At this point it becomes useful to examine the concept of ecosystem in a general way, to relate the concept of ecosystem to human beings, and then to see how engineering could enhance the functioning of the human ecosystem.

The term ecosystem has been used to describe so wide a variety of ecological conditions that its use could be confusing to the nonecologist. We begin with ecology as the science of living organisms in relationship to their environment. An ecosystem is living organisms and their physical/chemical environment, and the interrelation among all the biological and physiochemical factors that affect them.

An ecosystem must be viewed as a functioning whole, because it operates as a system and not as a group of independent processes. Ecosystems follow thermodynamic laws in exactly the same way physical systems do and consequently they posses the same elements of predictability and control. Ecosystems differ from physical systems in that they contain living organisms which can and do adapt to changing conditions, sometimes in surprising ways. In short, because of their ability to react to environmental circumstances, the living organisms within the system can arrange themselves to optimize or maximize their potential within the system. The ecosystem can be said to be "self-designing" as it comes to equilibrium with the thermodynamic conditions of its being.

The complexity of ecosystems arises not out of some reservoir of innate complexity, but from the number of outcomes that are possible through the interaction of a few simple but greatly replicated parts. Various organisms have given spectra of responses to environment; the conditions which favor some do not favor others and vice versa.

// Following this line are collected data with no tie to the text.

#[cfg(test)]
mod tests {
    use tempfile::tempdir;
    use wiremock::matchers::{body_string_contains, method, path};
    use wiremock::{Mock, MockServer, ResponseTemplate};

    use super::*;

    fn creds(access: &str, expires: u64) -> OAuthCredentials {
        OAuthCredentials {
            access: access.to_string(),
            refresh: Some("refresh".to_string()),
            id_token: None,
            expires,
        }
    }

    #[test]
    fn test_credentials_expiry() {
        let now = now_millis_u64();
        assert!(creds("a", now - 1000).is_expired());
        assert!(!creds("a", now + 60_000).is_expired());
    }

    #[test]
    fn test_expiry_saturates_on_huge_lifetimes() {
        assert_eq!(compute_expires_at(u64::MAX), u64::MAX);
        assert!(compute_expires_at(0) <= now_millis_u64());

        let in_five_minutes = compute_expires_at(300);
        let expected = now_millis_u64() + 300_000 - EXPIRY_SKEW_MS;
        assert!(in_five_minutes.abs_diff(expected) < 5_000);
    }

    #[test]
    fn test_oauth_cache_save_and_load() {
        let dir = tempdir().unwrap();
        let path = dir.path().join("nested").join("oauth.json");

        let mut cache = OAuthCache::default();
        cache.set("oauth-front-a", creds("access-token", 1_234_567_890_000));
        cache.save_to(&path).unwrap();

        let loaded = OAuthCache::load_from(&path).unwrap();
        assert_eq!(
            loaded.get("oauth-front-a"),
            Some(&creds("access-token", 1_234_567_890_000))
        );

        #[cfg(unix)]
        {
            use std::os::unix::fs::PermissionsExt;
            let mode = fs::metadata(&path).unwrap().permissions().mode();
            assert_eq!(mode & 0o777, 0o600);
        }
    }

    #[test]
    fn test_oauth_cache_missing_file_is_empty() {
        let dir = tempdir().unwrap();
        let cache = OAuthCache::load_from(&dir.path().join("oauth.json")).unwrap();
        assert!(cache.clients.is_empty());
    }

    #[test]
    fn test_pkce_challenge_is_s256_of_verifier() {
        let pkce = generate_pkce();
        assert_eq!(pkce.verifier.len(), 43);
        assert_eq!(pkce.challenge, challenge_for(&pkce.verifier));
        // RFC 7636 appendix B
        assert_eq!(
            challenge_for("dBjftJeZ4CVP-mB92K27uhbUJU1p1r_wW1gFWFOEjXk"),
            "E9Melhoa2OwvFrEMTJguCHaoeK1t8URWbuGJSstw-cM"
        );
    }

    #[test]
    fn test_auth_url_contains_required_parameters() {
        let config = AuthConfig::default();
        let pkce = generate_pkce();
        let url = build_auth_url(&config, &pkce, "xyz");

        assert!(url.starts_with(
            "http://localhost:8080/realms/myrealm/protocol/openid-connect/auth?"
        ));
        let parsed = url::Url::parse(&url).unwrap();
        let query: HashMap<_, _> = parsed.query_pairs().into_owned().collect();
        assert_eq!(query["response_type"], "code");
        assert_eq!(query["client_id"], "oauth-front-a");
        assert_eq!(query["redirect_uri"], "http://localhost:5173");
        assert_eq!(query["scope"], "openid profile email offline_access");
        assert_eq!(query["code_challenge"], pkce.challenge);
        assert_eq!(query["code_challenge_method"], "S256");
        assert_eq!(query["state"], "xyz");
    }

    #[test]
    fn test_parse_authorization_input_forms() {
        assert_eq!(
            parse_authorization_input("http://localhost:5173/?state=s1&code=c1"),
            (Some("c1".to_string()), Some("s1".to_string()))
        );
        assert_eq!(
            parse_authorization_input("code=c2&state=s2"),
            (Some("c2".to_string()), Some("s2".to_string()))
        );
        assert_eq!(
            parse_authorization_input("c3#s3"),
            (Some("c3".to_string()), Some("s3".to_string()))
        );
        assert_eq!(
            parse_authorization_input("  c4 \n"),
            (Some("c4".to_string()), None)
        );
        assert_eq!(parse_authorization_input("   "), (None, None));
    }

    #[tokio::test]
    async fn test_exchange_code_posts_pkce_verifier() {
        let server = MockServer::start().await;
        Mock::given(method("POST"))
            .and(path("/token"))
            .and(body_string_contains("grant_type=authorization_code"))
            .and(body_string_contains("code=the-code"))
            .and(body_string_contains("code_verifier="))
            .respond_with(ResponseTemplate::new(200).set_body_json(serde_json::json!({
                "access_token": "new-access",
                "refresh_token": "new-refresh",
                "id_token": "new-id",
                "expires_in": 300
            })))
            .expect(1)
            .mount(&server)
            .await;

        let config = AuthConfig {
            token_endpoint: format!("{}/token", server.uri()),
            ..AuthConfig::default()
        };
        let creds = exchange_code(&reqwest::Client::new(), &config, "the-code", &generate_pkce())
            .await
            .unwrap();

        assert_eq!(creds.access, "new-access");
        assert_eq!(creds.refresh.as_deref(), Some("new-refresh"));
        assert_eq!(creds.id_token.as_deref(), Some("new-id"));
        assert!(!creds.is_expired());
    }

    #[tokio::test]
    async fn test_refresh_keeps_previous_refresh_token_when_not_rotated() {
        let server = MockServer::start().await;
        Mock::given(method("POST"))
            .and(path("/token"))
            .and(body_string_contains("grant_type=refresh_token"))
            .respond_with(ResponseTemplate::new(200).set_body_json(serde_json::json!({
                "access_token": "fresh",
                "expires_in": 300
            })))
            .mount(&server)
            .await;

        let config = AuthConfig {
            token_endpoint: format!("{}/token", server.uri()),
            ..AuthConfig::default()
        };
        let creds = refresh_token(&reqwest::Client::new(), &config, "old-refresh")
            .await
            .unwrap();
        assert_eq!(creds.access, "fresh");
        assert_eq!(creds.refresh.as_deref(), Some("old-refresh"));
    }

    #[tokio::test]
    async fn test_token_endpoint_rejection_is_an_error() {
        let server = MockServer::start().await;
        Mock::given(method("POST"))
            .and(path("/token"))
            .respond_with(ResponseTemplate::new(400).set_body_string("invalid_grant"))
            .mount(&server)
            .await;

        let config = AuthConfig {
            token_endpoint: format!("{}/token", server.uri()),
            ..AuthConfig::default()
        };
        let err = refresh_token(&reqwest::Client::new(), &config, "stale")
            .await
            .unwrap_err();
        assert!(err.to_string().contains("invalid_grant"));
    }

    #[tokio::test]
    async fn test_exchange_code_accepts_unbounded_expires_in() {
        let server = MockServer::start().await;
        Mock::given(method("POST"))
            .and(path("/token"))
            .respond_with(ResponseTemplate::new(200).set_body_json(serde_json::json!({
                "access_token": "a",
                "expires_in": u64::MAX
            })))
            .mount(&server)
            .await;

        let config = AuthConfig {
            token_endpoint: format!("{}/token", server.uri()),
            ..AuthConfig::default()
        };
        let creds = exchange_code(&reqwest::Client::new(), &config, "the-code", &generate_pkce())
            .await
            .unwrap();

        assert_eq!(creds.access, "a");
        assert_eq!(creds.expires, u64::MAX);
        assert!(!creds.is_expired());
    }
}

As conditions change, the composition of living organisms within the ecosystem may change and these changes will occur as long as conditions that can support life exist. The group of organisms that best fits the conditions at any time will predominate; as conditions change a new set of organisms better suited to the conditions may take its place.

The essential point is that through the chemistry and physics of life the group of organisms best able to survive and thrive in an environment is the group that will tend to occupy it. This is a positive, forceful event that is driven by primary energy sources; locally it seems to defy the second law of thermodynamics, because it proceeds from disorder and goes to order; it moves for the most part from less complex to more complex arrangements, and it requires a steady input of energy to maintain it. Human ecosystems meet these requirements to the same extent that other biological ecosystems do and they may increase in complexity and order or decrease in complexity and order, depending upon the energy inputs and other ecological factors. The question before us is to understand the nature of the energy inputs, to understand the ecological factors and their relationships, and to engineer our human ecosystems taking this information into account.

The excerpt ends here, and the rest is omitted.